The mechanism through which the C-17(3) carboxy group of bacteriochlorophyllide a is esterified to produce bacteriochlorophyll aphytyl of Rhodopseudomonas spheroides and bacteriochlorophyll ageranylgeranyl of Rhodospirillum rubrum was studied by using 5-aminolaevulinate labelled with 18O at its C-1 carboxy oxygen atoms. The latter species was prepared by an exchange reaction in which 5-aminolaevulinate hydrochloride was heated in H218O in an autoclave. A method for the determination of the 18O content of the C-1 oxygen atoms of 5-aminolaevulinate was developed.
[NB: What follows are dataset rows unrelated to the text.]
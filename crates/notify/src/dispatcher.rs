// Copyright 2024 RustFS Team
//
// Licensed under the Apache License, Version 2.0 (the "License");
// you may not use this file except in compliance with the License.
// You may obtain a copy of the License at
//
//     http://www.apache.org/licenses/LICENSE-2.0
//
// Unless required by applicable law or agreed to in writing, software
// distributed under the License is distributed on an "AS IS" BASIS,
// WITHOUT WARRANTIES OR CONDITIONS OF ANY KIND, either express or implied.
// See the License for the specific language governing permissions and
// limitations under the License.

use crate::error::{NotificationError, ValidationError};
use crate::event::{EventContext, RequestInfo};
use crate::notifier::{EventBusNotifier, FunctionNotifier, Notifier, NotifierBackend, QueueNotifier, TopicNotifier};
use crate::payload::PayloadOptions;
use crate::pool::{TaskExecutor, WorkerPool};
use crate::rules::NotificationConfiguration;
use crate::services::ServiceAvailability;
use s3notify_config::NotifyConfig;
use s3notify_targets::{DestinationKind, DestinationTransport};
use std::collections::HashMap;
use std::sync::Arc;
use tracing::{debug, error, info, instrument, warn};

/// Fans events out to the notifiers of a bucket's configuration.
///
/// Matching and payload construction happen on the caller's thread; only
/// the transport calls are handed to the executor.
pub struct NotificationDispatcher {
    notifiers: HashMap<&'static str, Arc<dyn Notifier>>,
    executor: Arc<dyn TaskExecutor>,
    services: Arc<dyn ServiceAvailability>,
    skip_destination_validation: bool,
}

impl NotificationDispatcher {
    /// Creates a dispatcher without notifiers.
    pub fn new(executor: Arc<dyn TaskExecutor>, services: Arc<dyn ServiceAvailability>) -> Self {
        Self {
            notifiers: HashMap::new(),
            executor,
            services,
            skip_destination_validation: false,
        }
    }

    /// Creates a dispatcher with the queue, topic, function and event-bus
    /// notifiers sharing one transport.
    pub fn with_defaults(
        executor: Arc<dyn TaskExecutor>,
        services: Arc<dyn ServiceAvailability>,
        transport: Arc<dyn DestinationTransport>,
        options: PayloadOptions,
    ) -> Self {
        let backend = NotifierBackend::new(transport, services.clone(), options);
        let mut dispatcher = Self::new(executor, services);
        dispatcher.register(Arc::new(QueueNotifier::new(backend.clone())));
        dispatcher.register(Arc::new(TopicNotifier::new(backend.clone())));
        dispatcher.register(Arc::new(FunctionNotifier::new(backend.clone())));
        dispatcher.register(Arc::new(EventBusNotifier::new(backend)));
        dispatcher
    }

    /// Wires the default notifiers over a [`WorkerPool`] on the current tokio runtime.
    ///
    /// `config` is normalized first, so out-of-range values get the same
    /// floors as values read from the environment.
    pub fn from_config(config: &NotifyConfig, transport: Arc<dyn DestinationTransport>) -> Result<Self, NotificationError> {
        let config = &config.clone().normalized();
        let executor = Arc::new(WorkerPool::new(config.worker_count)?);
        let services = Arc::new(config.clone());
        let dispatcher = Self::with_defaults(executor, services, transport, PayloadOptions::from(config))
            .with_skip_destination_validation(config.skip_destination_validation);
        info!("Notification dispatcher ready with {} workers", config.worker_count);
        Ok(dispatcher)
    }

    /// Skips live destination checks for every verification, whatever the caller asks.
    pub fn with_skip_destination_validation(mut self, skip: bool) -> Self {
        self.skip_destination_validation = skip;
        self
    }

    /// Registers `notifier` under its configuration key, returning the one it replaces.
    pub fn register(&mut self, notifier: Arc<dyn Notifier>) -> Option<Arc<dyn Notifier>> {
        let key = notifier.kind().configuration_key();
        debug!("Registering notifier for {}", key);
        self.notifiers.insert(key, notifier)
    }

    /// Notifier registered under a configuration key such as `QueueConfigurations`.
    pub fn notifier(&self, configuration_key: &str) -> Result<&Arc<dyn Notifier>, NotificationError> {
        self.notifiers
            .get(configuration_key)
            .ok_or_else(|| NotificationError::UnknownConfigurationKey(configuration_key.to_string()))
    }

    fn enabled_notifier(&self, kind: DestinationKind) -> Option<&Arc<dyn Notifier>> {
        let notifier = match self.notifier(kind.configuration_key()) {
            Ok(notifier) => notifier,
            Err(e) => {
                warn!("{}", e);
                return None;
            }
        };
        let service = kind.service_name();
        if !self.services.is_service_enabled(service) {
            warn!(
                "Service '{}' is not enabled: skip sending notification. Please check the enabled services configuration.",
                service
            );
            return None;
        }
        Some(notifier)
    }

    /// Submits a delivery for every matching entry of every enabled kind.
    ///
    /// Returns once all deliveries are submitted; their outcome is never
    /// observed. Returns the number of submitted deliveries.
    #[instrument(skip_all, fields(bucket = %ctx.bucket_name, event = %ctx.event_type))]
    pub fn send_notifications(&self, ctx: &EventContext, configuration: &NotificationConfiguration) -> usize {
        let mut submitted = 0;
        for kind in configuration.configured_kinds() {
            let Some(notifier) = self.enabled_notifier(kind) else {
                continue;
            };
            for entry in configuration.entries(kind) {
                if !notifier.should_notify(ctx, entry) {
                    continue;
                }
                let delivery = match notifier.build_delivery(ctx, entry) {
                    Ok(delivery) => delivery,
                    Err(e) => {
                        error!("Unable to build {} notification for S3 bucket \"{}\": {}", kind, ctx.bucket_name, e);
                        continue;
                    }
                };
                debug!("Submitting task to the executor for notifier {}", kind);
                match self.executor.submit(Box::pin(delivery.run())) {
                    Ok(()) => submitted += 1,
                    Err(e) => warn!("Dropping {} notification for S3 bucket \"{}\": {}", kind, ctx.bucket_name, e),
                }
            }
        }
        submitted
    }

    /// Validates every entry of `configuration`, kind by kind, and normalizes it in place.
    ///
    /// Live destination checks run unless skipped by the caller or by the
    /// dispatcher settings. The first failure aborts the whole verification.
    #[instrument(skip(self, configuration, request), fields(request_id = %request.request_id))]
    pub async fn verify_configuration(
        &self,
        configuration: &mut NotificationConfiguration,
        skip_destination_validation: bool,
        request: &RequestInfo,
        bucket_name: &str,
    ) -> Result<(), ValidationError> {
        let skip = skip_destination_validation || self.skip_destination_validation;
        for kind in DestinationKind::ALL {
            let Some(entries) = configuration.entries_mut(kind) else {
                continue;
            };
            if entries.is_empty() {
                continue;
            }
            let notifier = match self.notifier(kind.configuration_key()) {
                Ok(notifier) => notifier,
                Err(e) => {
                    warn!("{}", e);
                    continue;
                }
            };
            notifier.validate(entries, skip, request, bucket_name).await?;
        }
        Ok(())
    }

    /// Stops accepting notifications without waiting for running deliveries.
    pub fn shutdown(&self) {
        info!("Shutting down notification dispatcher");
        self.executor.shutdown();
    }
}
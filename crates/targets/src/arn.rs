// Copyright 2024 RustFS Team
//
// Licensed under the Apache License, Version 2.0 (the "License");
// you may not use this file except in compliance with the License.
// You may obtain a copy of the License at
//
//     http://www.apache.org/licenses/LICENSE-2.0
//
// Unless required by applicable law or agreed to in writing, software
// distributed under the License is distributed on an "AS IS" BASIS,
// WITHOUT WARRANTIES OR CONDITIONS OF ANY KIND, either express or implied.
// See the License for the specific language governing permissions and
// limitations under the License.

use crate::TargetError;
use once_cell::sync::Lazy;
use regex::Regex;
use s3notify_config::notify::{ARN_PARTITION_REGEX, DEFAULT_ARN_PARTITION, S3_SERVICE};
use serde::{Deserialize, Deserializer, Serialize, Serializer};
use std::fmt;
use std::str::FromStr;

/// Captures the service of an ARN whose partition is one of the known ones.
static SERVICE_ARN: Lazy<Regex> =
    Lazy::new(|| Regex::new(&format!("{ARN_PARTITION_REGEX}:([^:]*):")).expect("valid ARN partition regex"));

/// ARN - AWS resource name representation
/// `arn:{partition}:{service}:{region}:{account}:{resource}`
#[derive(Debug, Clone, Eq, PartialEq, Hash)]
pub struct Arn {
    // Partitions such as "aws", "aws-cn" or "aws-us-gov"
    pub partition: String,
    // Service types, such as "sqs", "sns", "lambda", etc.
    pub service: String,
    pub region: String,
    pub account: String,
    /// The resource part, may itself contain colons (`function:name:alias`)
    pub resource: String,
}

impl Arn {
    /// Parsing ARN from string
    pub fn parse(s: &str) -> Result<Self, TargetError> {
        s.parse()
    }

    /// Last segment of the resource, the queue, topic or function name.
    pub fn resource_name(&self) -> &str {
        self.resource.rsplit([':', '/']).next().unwrap_or(&self.resource)
    }

    /// Returns the ARN string in the format "arn:{partition}:{service}:{region}:{account}:{resource}"
    pub fn to_arn_string(&self) -> String {
        self.to_string()
    }
}

impl fmt::Display for Arn {
    fn fmt(&self, f: &mut fmt::Formatter<'_>) -> fmt::Result {
        write!(
            f,
            "arn:{}:{}:{}:{}:{}",
            self.partition, self.service, self.region, self.account, self.resource
        )
    }
}

impl FromStr for Arn {
    type Err = TargetError;

    fn from_str(s: &str) -> Result<Self, Self::Err> {
        let parts: Vec<&str> = s.split(':').collect();
        if parts.len() < 6 || parts[0] != "arn" {
            return Err(TargetError::InvalidARN(s.to_string()));
        }

        let resource = parts[5..].join(":");
        if parts[1].is_empty() || parts[2].is_empty() || resource.is_empty() {
            return Err(TargetError::InvalidARN(s.to_string()));
        }

        Ok(Arn {
            partition: parts[1].to_string(),
            service: parts[2].to_string(),
            region: parts[3].to_string(),
            account: parts[4].to_string(),
            resource,
        })
    }
}

impl Serialize for Arn {
    fn serialize<S>(&self, serializer: S) -> Result<S::Ok, S::Error>
    where
        S: Serializer,
    {
        serializer.serialize_str(&self.to_arn_string())
    }
}

impl<'de> Deserialize<'de> for Arn {
    fn deserialize<D>(deserializer: D) -> Result<Self, D::Error>
    where
        D: Deserializer<'de>,
    {
        let s = String::deserialize(deserializer)?;
        Arn::from_str(&s).map_err(serde::de::Error::custom)
    }
}

/// Checks that `arn` starts with `arn:{known partition}:{service}:`.
///
/// Only the prefix is inspected, region, account and resource may be anything.
pub fn is_service_arn(arn: &str, service: &str) -> bool {
    SERVICE_ARN
        .captures(arn)
        .and_then(|caps| caps.get(2))
        .is_some_and(|m| m.as_str() == service)
}

/// Partition a region belongs to.
pub fn partition_for_region(region: &str) -> &'static str {
    if region.starts_with("cn-") {
        "aws-cn"
    } else if region.starts_with("us-gov-") {
        "aws-us-gov"
    } else if region.starts_with("us-isob-") {
        "aws-iso-b"
    } else if region.starts_with("us-isof-") {
        "aws-iso-f"
    } else if region.starts_with("eu-isoe-") {
        "aws-iso-e"
    } else if region.starts_with("us-iso-") {
        "aws-iso"
    } else {
        DEFAULT_ARN_PARTITION
    }
}

/// ARN of a bucket: "arn:{partition}:s3:::{bucket}"
pub fn s3_bucket_arn(bucket_name: &str, region: &str) -> String {
    format!("arn:{}:{S3_SERVICE}:::{bucket_name}", partition_for_region(region))
}
// Copyright 2024 RustFS Team
//
// Licensed under the Apache License, Version 2.0 (the "License");
// you may not use this file except in compliance with the License.
// You may obtain a copy of the License at
//
//     http://www.apache.org/licenses/LICENSE-2.0
//
// Unless required by applicable law or agreed to in writing, software
// distributed under the License is distributed on an "AS IS" BASIS,
// WITHOUT WARRANTIES OR CONDITIONS OF ANY KIND, either express or implied.
// See the License for the specific language governing permissions and
// limitations under the License.

use super::{Delivery, Notifier, NotifierBackend};
use crate::error::{NotificationError, ValidationError};
use crate::event::EventContext;
use crate::payload::build_event_record;
use crate::rules::TargetConfiguration;
use crate::verify::{BucketVerificationContext, lookup_destination, request_metadata, send_probe};
use async_trait::async_trait;
use s3notify_targets::{DeliveryRequest, DestinationKind, InvocationType, OutboundMessage};
use tracing::{error, warn};

/// Invokes functions asynchronously with the event record as payload.
#[derive(Debug, Clone)]
pub struct FunctionNotifier {
    backend: NotifierBackend,
}

impl FunctionNotifier {
    pub fn new(backend: NotifierBackend) -> Self {
        Self { backend }
    }
}

#[async_trait]
impl Notifier for FunctionNotifier {
    fn kind(&self) -> DestinationKind {
        DestinationKind::Function
    }

    async fn verify_target(&self, target_arn: &str, ctx: &BucketVerificationContext<'_>) -> Result<(), ValidationError> {
        let service = self.kind().service_name();
        if !self.backend.services.is_service_enabled(service) {
            warn!(
                "Service '{}' is not enabled: skipping validation of the following destination: '{}'",
                service, target_arn
            );
            return Ok(());
        }

        let transport = self.backend.transport.as_ref();
        lookup_destination(transport, self.kind(), target_arn, "The destination Lambda does not exist").await?;

        // A dry run only checks the invoke permission, the test event is not delivered
        let probe = send_probe(transport, ctx, |_| OutboundMessage::Function {
            function_arn: target_arn.to_string(),
            invocation_type: InvocationType::DryRun,
            payload: None,
        });
        probe.await.map_err(|e| {
            error!(
                "Unable to invoke Lambda function \"{}\" for S3 bucket \"{}\": {}",
                target_arn, ctx.bucket_name, e
            );
            ValidationError::PermissionDenied {
                argument_name: format!("{target_arn}, null"),
                argument_value: format!("Not authorized to invoke function [{target_arn}]"),
            }
        })
    }

    fn build_delivery(&self, ctx: &EventContext, entry: &TargetConfiguration) -> Result<Delivery, NotificationError> {
        let notification = build_event_record(ctx, entry.id.as_deref(), &self.backend.options);
        let message = OutboundMessage::Function {
            function_arn: entry.arn.clone(),
            invocation_type: InvocationType::Event,
            payload: Some(serde_json::to_string(&notification)?),
        };
        let request = DeliveryRequest::new(message).with_metadata(request_metadata(&ctx.bucket_name, &ctx.region));
        Ok(Delivery::new(self.backend.transport.clone(), request, &ctx.bucket_name))
    }
}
As a prelude to the mechanistic work, a systematic study was undertaken to establish the optimal conditions under which a significant proportion of the bacteriochlorophyll a of the two photosynthetic organisms originated from the exogenously added 5-aminolaevulinate. It was found that, when Rps. spheroides and Rsp. rubrum were grown in the presence of about 0.15mM- and 1.2mM-5-aminolaevulinate respectively, 30-40% of their chlorophyll was derived from the added precursor. In these conditions, 5-amino[1,4-18O3]laevulinate was incorporated into bacteriochlorophyll aphytyl and bacteriochlorophyll ageranylgeranyl by the relevant organisms. The samples of chlorophylls were then hydrolysed with alkali to obtain phytol and geranylgeraniol, which were converted into the corresponding trimethylsilyl derivatives and analysed by gas chromatography-mass spectrometry. The data were used to deduce that the alcohols contained 90-95% of the 18O originally present at each of the C-1 oxygen atoms of the precursor 5-aminolaevulinate. In the light of these results it is suggested that the ester bond at C-17(3) is formed, not by a chlorophyllase type of enzymic reaction, but by a process involving the nucleophilic attack by the C-17(3) carboxylate group of the chlorophyllide on the activated form of an isoprenyl alcohol.